For the entries that follow, say how many lines hold the string "fold", with nothing else in the reply.

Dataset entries
★ ★ ★ ★ ★

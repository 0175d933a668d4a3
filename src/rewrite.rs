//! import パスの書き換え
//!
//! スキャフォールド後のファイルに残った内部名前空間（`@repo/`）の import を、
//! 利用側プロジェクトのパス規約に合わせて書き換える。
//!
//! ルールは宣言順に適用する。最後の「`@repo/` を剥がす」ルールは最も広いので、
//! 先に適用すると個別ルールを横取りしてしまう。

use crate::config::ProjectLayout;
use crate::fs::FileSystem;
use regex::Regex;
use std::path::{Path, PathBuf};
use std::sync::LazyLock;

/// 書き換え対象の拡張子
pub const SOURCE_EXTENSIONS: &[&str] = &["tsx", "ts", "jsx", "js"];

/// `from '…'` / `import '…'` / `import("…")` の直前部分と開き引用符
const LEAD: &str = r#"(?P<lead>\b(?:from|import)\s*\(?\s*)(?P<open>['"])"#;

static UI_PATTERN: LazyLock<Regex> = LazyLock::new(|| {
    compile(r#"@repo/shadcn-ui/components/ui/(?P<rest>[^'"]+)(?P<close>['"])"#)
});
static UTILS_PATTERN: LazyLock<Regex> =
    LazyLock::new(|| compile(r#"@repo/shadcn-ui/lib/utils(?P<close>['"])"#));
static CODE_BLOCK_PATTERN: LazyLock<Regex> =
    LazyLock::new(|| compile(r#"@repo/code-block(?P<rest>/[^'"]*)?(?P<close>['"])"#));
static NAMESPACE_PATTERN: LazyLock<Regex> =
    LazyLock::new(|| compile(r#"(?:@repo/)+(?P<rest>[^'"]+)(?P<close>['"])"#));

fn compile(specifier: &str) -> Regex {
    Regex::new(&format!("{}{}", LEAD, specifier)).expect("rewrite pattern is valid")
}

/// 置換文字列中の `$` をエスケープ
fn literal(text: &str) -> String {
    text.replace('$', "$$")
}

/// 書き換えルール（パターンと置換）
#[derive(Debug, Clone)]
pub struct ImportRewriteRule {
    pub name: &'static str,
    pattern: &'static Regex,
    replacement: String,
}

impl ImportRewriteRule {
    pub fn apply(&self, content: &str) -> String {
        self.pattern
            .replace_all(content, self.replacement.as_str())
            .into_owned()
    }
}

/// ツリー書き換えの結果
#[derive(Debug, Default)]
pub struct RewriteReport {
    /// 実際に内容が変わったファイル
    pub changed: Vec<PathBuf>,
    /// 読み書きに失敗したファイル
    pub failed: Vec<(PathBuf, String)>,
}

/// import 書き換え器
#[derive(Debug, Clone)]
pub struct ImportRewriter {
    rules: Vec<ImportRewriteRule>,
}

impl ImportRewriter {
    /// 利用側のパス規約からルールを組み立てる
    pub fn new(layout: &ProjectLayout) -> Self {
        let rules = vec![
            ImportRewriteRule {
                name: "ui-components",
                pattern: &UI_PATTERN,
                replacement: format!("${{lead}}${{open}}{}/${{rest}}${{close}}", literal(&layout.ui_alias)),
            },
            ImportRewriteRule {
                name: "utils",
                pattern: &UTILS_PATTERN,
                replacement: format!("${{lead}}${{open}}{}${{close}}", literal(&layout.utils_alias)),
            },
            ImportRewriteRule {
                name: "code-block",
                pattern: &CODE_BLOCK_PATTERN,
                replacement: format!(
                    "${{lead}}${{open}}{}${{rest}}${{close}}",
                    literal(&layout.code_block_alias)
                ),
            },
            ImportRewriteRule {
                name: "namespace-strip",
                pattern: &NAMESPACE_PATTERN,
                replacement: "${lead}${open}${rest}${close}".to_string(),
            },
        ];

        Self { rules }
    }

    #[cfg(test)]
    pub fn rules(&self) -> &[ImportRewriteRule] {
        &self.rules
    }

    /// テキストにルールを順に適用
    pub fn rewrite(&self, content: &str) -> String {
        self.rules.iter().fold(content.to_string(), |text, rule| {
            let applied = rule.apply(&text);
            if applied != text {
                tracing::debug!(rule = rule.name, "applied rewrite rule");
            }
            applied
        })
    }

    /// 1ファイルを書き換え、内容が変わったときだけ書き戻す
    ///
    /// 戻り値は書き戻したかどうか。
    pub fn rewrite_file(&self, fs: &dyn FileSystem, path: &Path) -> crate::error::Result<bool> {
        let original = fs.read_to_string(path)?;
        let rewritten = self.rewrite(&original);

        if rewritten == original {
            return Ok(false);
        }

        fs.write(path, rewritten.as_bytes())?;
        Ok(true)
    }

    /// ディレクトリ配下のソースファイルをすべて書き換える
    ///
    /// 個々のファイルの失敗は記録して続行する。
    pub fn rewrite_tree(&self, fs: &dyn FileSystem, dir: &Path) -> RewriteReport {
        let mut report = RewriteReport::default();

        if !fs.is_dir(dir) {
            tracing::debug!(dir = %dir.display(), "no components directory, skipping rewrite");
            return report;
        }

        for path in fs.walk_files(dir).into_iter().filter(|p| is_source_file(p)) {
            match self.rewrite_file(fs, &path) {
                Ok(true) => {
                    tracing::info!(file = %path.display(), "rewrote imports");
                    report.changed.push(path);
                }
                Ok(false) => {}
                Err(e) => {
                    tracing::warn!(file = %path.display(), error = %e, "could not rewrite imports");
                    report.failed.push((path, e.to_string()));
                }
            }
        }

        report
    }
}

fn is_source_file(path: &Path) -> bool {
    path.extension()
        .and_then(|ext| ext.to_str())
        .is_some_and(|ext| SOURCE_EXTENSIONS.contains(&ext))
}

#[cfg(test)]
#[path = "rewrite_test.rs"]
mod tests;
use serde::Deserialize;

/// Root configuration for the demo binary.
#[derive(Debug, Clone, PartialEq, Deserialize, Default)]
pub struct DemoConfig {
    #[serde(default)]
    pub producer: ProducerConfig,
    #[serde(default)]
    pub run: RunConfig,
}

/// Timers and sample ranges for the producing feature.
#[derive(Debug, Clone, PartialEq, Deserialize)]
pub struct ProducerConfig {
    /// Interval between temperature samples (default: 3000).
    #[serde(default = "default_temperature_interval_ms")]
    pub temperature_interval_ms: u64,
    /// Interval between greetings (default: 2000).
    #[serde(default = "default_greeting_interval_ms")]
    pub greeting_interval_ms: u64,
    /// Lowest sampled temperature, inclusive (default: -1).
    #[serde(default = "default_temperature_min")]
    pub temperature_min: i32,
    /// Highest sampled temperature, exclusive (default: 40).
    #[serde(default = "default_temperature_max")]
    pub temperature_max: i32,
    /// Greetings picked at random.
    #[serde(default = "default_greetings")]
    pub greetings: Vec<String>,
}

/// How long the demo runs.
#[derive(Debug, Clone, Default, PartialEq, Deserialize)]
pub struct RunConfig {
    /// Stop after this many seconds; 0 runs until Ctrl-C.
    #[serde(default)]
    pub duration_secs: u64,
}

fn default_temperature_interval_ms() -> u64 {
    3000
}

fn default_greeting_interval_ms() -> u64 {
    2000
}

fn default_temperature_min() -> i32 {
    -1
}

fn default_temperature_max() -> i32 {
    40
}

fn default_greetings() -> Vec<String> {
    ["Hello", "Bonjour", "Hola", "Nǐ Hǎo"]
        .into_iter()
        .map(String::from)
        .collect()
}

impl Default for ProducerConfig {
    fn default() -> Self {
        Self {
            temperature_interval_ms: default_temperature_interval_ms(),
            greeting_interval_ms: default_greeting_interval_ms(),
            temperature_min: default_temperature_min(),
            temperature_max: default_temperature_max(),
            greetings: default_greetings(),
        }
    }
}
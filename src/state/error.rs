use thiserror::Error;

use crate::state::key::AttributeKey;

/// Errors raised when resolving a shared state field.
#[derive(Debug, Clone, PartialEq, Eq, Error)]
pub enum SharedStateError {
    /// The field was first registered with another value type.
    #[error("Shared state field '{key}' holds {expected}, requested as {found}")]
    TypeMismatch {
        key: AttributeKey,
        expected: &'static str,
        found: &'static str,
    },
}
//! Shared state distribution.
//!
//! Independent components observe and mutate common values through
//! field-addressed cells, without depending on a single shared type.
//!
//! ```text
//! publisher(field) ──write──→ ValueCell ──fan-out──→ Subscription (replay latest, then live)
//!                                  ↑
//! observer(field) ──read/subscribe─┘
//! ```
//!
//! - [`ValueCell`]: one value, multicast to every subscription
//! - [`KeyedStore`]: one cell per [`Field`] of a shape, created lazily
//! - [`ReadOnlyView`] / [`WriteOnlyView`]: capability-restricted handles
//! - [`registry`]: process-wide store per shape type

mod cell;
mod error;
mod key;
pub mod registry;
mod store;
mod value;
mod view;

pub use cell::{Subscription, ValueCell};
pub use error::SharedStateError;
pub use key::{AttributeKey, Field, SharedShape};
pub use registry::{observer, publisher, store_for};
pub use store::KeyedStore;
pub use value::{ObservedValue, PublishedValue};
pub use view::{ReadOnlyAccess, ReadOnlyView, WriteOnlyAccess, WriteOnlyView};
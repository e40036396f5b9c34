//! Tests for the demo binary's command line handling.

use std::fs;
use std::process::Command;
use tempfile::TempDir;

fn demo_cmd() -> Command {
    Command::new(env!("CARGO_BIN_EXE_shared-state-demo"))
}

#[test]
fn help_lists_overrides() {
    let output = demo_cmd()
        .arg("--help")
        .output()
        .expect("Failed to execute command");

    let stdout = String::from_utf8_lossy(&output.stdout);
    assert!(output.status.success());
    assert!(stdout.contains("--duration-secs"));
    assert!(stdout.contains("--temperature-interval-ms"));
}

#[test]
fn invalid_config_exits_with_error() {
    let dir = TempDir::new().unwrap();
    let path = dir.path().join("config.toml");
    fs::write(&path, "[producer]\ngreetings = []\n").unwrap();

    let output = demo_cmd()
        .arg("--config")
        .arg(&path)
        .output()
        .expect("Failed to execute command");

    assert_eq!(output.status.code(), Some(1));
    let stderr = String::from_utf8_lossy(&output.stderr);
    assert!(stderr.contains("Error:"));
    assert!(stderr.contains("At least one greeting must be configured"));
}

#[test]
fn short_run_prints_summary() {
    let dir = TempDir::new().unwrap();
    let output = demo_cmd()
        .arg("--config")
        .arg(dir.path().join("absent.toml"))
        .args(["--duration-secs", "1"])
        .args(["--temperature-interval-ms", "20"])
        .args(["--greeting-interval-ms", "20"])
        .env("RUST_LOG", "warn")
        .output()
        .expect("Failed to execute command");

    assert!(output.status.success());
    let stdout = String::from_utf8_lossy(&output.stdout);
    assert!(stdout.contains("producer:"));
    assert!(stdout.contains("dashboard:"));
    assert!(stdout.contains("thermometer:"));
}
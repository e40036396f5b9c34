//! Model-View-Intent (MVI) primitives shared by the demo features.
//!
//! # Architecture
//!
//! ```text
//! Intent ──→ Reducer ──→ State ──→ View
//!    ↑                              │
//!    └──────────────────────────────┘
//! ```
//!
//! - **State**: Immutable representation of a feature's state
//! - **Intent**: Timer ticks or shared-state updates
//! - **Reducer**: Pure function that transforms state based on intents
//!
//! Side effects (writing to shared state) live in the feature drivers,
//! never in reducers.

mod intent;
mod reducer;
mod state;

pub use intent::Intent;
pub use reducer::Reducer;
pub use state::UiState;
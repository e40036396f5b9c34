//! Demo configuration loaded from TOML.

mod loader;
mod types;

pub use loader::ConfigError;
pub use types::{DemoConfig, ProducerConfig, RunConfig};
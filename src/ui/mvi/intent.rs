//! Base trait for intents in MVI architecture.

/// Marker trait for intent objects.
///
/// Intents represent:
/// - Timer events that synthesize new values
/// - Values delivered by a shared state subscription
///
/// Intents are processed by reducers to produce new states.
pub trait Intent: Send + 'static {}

★ ★ ★ ★ ★

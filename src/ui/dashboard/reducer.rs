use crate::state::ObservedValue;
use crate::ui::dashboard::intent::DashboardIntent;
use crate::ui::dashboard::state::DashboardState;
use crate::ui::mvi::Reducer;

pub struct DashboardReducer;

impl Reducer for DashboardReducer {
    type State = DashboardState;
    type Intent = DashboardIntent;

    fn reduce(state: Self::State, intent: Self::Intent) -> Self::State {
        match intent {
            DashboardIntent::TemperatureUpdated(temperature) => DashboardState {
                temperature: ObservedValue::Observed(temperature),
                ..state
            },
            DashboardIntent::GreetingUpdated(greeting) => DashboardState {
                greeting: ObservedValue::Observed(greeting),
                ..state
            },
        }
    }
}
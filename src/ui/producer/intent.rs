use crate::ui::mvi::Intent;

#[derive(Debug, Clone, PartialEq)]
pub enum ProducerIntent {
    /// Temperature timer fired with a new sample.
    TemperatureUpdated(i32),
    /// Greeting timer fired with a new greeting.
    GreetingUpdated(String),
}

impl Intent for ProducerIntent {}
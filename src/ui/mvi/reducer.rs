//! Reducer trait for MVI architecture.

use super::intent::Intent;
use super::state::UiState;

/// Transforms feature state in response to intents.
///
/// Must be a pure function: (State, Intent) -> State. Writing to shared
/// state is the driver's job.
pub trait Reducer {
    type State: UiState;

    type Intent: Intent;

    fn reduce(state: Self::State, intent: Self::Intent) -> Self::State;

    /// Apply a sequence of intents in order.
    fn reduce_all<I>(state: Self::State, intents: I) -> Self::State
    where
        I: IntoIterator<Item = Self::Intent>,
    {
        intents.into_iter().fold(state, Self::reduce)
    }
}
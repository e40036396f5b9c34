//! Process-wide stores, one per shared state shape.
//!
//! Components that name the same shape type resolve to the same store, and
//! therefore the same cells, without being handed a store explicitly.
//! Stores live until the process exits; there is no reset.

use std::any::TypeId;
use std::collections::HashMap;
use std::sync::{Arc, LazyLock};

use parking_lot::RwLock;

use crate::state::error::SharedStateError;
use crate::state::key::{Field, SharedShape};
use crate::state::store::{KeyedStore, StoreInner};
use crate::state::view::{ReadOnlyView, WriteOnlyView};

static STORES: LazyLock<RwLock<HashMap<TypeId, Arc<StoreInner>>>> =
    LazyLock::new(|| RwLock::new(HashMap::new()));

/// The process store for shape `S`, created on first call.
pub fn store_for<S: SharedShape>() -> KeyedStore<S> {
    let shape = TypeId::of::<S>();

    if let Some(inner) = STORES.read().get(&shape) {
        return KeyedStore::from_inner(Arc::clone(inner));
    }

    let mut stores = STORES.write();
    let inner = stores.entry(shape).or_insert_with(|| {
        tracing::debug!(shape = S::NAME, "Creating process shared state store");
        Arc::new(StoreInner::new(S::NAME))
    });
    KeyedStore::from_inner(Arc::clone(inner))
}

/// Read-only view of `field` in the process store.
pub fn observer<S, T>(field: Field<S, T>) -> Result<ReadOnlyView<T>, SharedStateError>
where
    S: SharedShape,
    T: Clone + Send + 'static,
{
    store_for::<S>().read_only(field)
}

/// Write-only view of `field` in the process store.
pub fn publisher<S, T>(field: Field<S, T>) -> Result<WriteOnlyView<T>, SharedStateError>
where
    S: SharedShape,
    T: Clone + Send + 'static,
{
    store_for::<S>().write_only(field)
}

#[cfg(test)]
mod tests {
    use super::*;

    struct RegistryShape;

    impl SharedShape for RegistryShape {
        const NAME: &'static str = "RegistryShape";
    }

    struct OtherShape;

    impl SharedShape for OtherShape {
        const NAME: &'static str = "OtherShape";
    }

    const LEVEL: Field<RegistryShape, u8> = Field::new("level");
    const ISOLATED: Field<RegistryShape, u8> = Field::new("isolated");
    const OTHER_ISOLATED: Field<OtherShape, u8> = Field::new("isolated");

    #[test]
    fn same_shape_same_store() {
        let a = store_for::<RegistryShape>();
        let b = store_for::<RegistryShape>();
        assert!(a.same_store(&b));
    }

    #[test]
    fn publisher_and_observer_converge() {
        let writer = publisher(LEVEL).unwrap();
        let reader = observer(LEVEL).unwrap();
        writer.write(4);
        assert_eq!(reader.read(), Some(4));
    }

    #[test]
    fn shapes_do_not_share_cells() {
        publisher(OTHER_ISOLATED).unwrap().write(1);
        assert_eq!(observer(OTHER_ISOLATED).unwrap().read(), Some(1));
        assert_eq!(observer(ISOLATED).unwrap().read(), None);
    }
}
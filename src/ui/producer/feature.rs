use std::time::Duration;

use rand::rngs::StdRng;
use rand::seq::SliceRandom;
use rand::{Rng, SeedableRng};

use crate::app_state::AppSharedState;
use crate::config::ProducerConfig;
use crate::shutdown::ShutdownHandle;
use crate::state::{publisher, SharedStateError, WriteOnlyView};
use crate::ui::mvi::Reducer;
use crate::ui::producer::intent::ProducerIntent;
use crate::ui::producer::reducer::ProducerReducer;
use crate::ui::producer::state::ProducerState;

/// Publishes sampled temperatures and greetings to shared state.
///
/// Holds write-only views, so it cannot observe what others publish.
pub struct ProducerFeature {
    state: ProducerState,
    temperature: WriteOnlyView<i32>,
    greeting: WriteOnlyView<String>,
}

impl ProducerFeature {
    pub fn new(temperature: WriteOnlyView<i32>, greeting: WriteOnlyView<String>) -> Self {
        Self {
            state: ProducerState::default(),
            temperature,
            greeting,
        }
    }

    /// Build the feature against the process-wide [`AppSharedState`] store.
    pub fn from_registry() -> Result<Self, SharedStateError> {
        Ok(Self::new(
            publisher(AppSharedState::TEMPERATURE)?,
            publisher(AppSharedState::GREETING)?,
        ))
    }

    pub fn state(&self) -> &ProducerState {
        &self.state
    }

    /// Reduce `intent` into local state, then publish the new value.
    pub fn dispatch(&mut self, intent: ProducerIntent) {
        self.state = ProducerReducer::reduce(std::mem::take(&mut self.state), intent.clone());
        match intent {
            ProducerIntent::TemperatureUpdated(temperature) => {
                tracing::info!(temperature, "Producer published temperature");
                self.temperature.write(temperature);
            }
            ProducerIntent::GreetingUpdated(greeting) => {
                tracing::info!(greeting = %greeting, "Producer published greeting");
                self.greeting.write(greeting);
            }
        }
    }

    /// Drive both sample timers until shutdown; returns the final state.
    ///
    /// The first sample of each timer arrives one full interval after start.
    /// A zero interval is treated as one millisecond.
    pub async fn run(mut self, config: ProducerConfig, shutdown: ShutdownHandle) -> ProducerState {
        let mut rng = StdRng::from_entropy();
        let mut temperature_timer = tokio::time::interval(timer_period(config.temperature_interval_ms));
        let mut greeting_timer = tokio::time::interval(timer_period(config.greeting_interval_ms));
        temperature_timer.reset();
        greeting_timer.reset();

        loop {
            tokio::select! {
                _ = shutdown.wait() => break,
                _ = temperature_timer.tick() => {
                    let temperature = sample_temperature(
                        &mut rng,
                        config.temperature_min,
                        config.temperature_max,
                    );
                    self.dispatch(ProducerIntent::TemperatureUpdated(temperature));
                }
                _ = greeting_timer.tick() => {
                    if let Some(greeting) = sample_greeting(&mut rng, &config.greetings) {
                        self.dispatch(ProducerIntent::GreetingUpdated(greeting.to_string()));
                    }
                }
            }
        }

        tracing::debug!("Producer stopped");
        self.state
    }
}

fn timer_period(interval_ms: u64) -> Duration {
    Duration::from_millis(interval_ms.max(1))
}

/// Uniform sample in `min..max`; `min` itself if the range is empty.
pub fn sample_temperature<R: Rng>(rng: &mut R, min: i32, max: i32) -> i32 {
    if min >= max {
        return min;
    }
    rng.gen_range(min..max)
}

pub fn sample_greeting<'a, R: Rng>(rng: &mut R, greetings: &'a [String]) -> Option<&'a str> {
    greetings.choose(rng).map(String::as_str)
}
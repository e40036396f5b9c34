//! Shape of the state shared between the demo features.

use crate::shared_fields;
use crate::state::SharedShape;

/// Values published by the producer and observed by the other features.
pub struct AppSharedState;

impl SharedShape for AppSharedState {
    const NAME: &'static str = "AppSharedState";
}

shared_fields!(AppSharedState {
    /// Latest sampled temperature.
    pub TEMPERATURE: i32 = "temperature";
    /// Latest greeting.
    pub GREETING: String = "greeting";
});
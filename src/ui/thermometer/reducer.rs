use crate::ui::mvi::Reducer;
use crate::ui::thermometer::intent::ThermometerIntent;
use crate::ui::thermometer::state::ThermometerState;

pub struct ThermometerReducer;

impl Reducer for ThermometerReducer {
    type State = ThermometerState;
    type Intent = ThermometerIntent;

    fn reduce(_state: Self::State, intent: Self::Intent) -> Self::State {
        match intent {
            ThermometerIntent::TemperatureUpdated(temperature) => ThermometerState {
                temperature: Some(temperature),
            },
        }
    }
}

★ ★ ★ ★ ★

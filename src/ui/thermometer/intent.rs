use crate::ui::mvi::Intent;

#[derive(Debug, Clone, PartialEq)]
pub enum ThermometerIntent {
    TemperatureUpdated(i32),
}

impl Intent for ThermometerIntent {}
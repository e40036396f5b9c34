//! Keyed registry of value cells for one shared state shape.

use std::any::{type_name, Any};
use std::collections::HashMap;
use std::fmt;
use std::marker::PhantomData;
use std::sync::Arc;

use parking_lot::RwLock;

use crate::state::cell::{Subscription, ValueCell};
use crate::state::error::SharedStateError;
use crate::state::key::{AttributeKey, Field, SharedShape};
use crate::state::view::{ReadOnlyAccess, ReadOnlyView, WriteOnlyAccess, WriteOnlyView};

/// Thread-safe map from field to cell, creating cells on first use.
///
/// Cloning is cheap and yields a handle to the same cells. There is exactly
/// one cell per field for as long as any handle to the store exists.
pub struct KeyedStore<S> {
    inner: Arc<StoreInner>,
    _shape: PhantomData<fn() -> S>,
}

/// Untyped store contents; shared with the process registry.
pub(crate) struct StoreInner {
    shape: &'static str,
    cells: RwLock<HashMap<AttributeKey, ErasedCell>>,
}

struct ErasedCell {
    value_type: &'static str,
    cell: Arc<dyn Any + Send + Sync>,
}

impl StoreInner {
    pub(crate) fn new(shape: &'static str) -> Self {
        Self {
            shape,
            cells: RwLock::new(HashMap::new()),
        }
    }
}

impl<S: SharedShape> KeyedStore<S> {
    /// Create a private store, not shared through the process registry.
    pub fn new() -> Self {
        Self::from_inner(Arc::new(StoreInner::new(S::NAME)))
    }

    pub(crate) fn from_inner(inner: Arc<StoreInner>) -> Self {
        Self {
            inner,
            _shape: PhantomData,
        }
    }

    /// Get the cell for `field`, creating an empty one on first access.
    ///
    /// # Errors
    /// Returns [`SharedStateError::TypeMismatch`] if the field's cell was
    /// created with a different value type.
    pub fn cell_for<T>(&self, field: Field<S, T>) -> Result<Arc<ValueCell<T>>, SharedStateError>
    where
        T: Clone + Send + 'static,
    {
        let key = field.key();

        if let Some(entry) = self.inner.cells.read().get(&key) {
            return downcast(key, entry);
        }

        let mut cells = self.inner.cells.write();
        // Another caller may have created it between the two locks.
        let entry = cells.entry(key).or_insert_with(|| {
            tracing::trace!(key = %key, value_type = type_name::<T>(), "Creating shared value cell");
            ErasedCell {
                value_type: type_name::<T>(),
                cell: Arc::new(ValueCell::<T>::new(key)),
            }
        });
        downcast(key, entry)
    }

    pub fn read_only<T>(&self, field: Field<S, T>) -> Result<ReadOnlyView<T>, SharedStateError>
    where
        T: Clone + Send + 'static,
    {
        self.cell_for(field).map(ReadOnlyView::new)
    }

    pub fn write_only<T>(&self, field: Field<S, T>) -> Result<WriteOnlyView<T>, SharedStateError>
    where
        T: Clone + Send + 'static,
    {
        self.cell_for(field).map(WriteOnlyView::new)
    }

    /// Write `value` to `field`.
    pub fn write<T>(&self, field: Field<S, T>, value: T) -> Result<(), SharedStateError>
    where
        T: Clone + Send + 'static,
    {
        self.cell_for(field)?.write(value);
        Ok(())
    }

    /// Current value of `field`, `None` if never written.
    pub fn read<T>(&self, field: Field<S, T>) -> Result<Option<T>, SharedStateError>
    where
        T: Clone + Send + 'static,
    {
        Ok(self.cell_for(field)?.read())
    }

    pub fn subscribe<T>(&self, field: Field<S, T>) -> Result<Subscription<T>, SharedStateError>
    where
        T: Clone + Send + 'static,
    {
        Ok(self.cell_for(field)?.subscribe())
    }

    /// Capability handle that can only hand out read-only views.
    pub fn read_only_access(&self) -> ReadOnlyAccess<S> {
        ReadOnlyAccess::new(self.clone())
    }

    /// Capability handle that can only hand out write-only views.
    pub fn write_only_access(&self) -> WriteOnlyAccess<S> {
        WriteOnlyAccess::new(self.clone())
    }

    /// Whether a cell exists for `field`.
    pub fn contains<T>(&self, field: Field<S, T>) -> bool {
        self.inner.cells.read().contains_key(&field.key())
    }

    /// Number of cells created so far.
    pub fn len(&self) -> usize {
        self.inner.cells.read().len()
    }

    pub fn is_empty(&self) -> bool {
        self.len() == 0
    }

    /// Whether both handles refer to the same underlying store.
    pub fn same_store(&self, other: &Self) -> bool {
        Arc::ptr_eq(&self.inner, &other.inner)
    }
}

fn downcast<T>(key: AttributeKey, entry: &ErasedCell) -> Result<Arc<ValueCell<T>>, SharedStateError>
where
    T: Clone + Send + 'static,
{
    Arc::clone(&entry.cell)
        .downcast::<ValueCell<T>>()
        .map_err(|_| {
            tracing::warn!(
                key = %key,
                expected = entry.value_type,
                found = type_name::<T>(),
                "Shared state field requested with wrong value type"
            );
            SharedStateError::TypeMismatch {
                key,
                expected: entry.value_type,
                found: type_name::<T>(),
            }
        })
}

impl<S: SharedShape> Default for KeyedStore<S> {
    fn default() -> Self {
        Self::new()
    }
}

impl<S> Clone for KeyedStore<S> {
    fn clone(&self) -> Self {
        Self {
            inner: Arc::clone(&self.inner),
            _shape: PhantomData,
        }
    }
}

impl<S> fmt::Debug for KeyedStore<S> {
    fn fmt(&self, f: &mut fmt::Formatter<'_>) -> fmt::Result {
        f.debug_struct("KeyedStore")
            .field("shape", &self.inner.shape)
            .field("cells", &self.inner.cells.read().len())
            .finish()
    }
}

★ ★ ★ ★ ★

■ Reply ■
2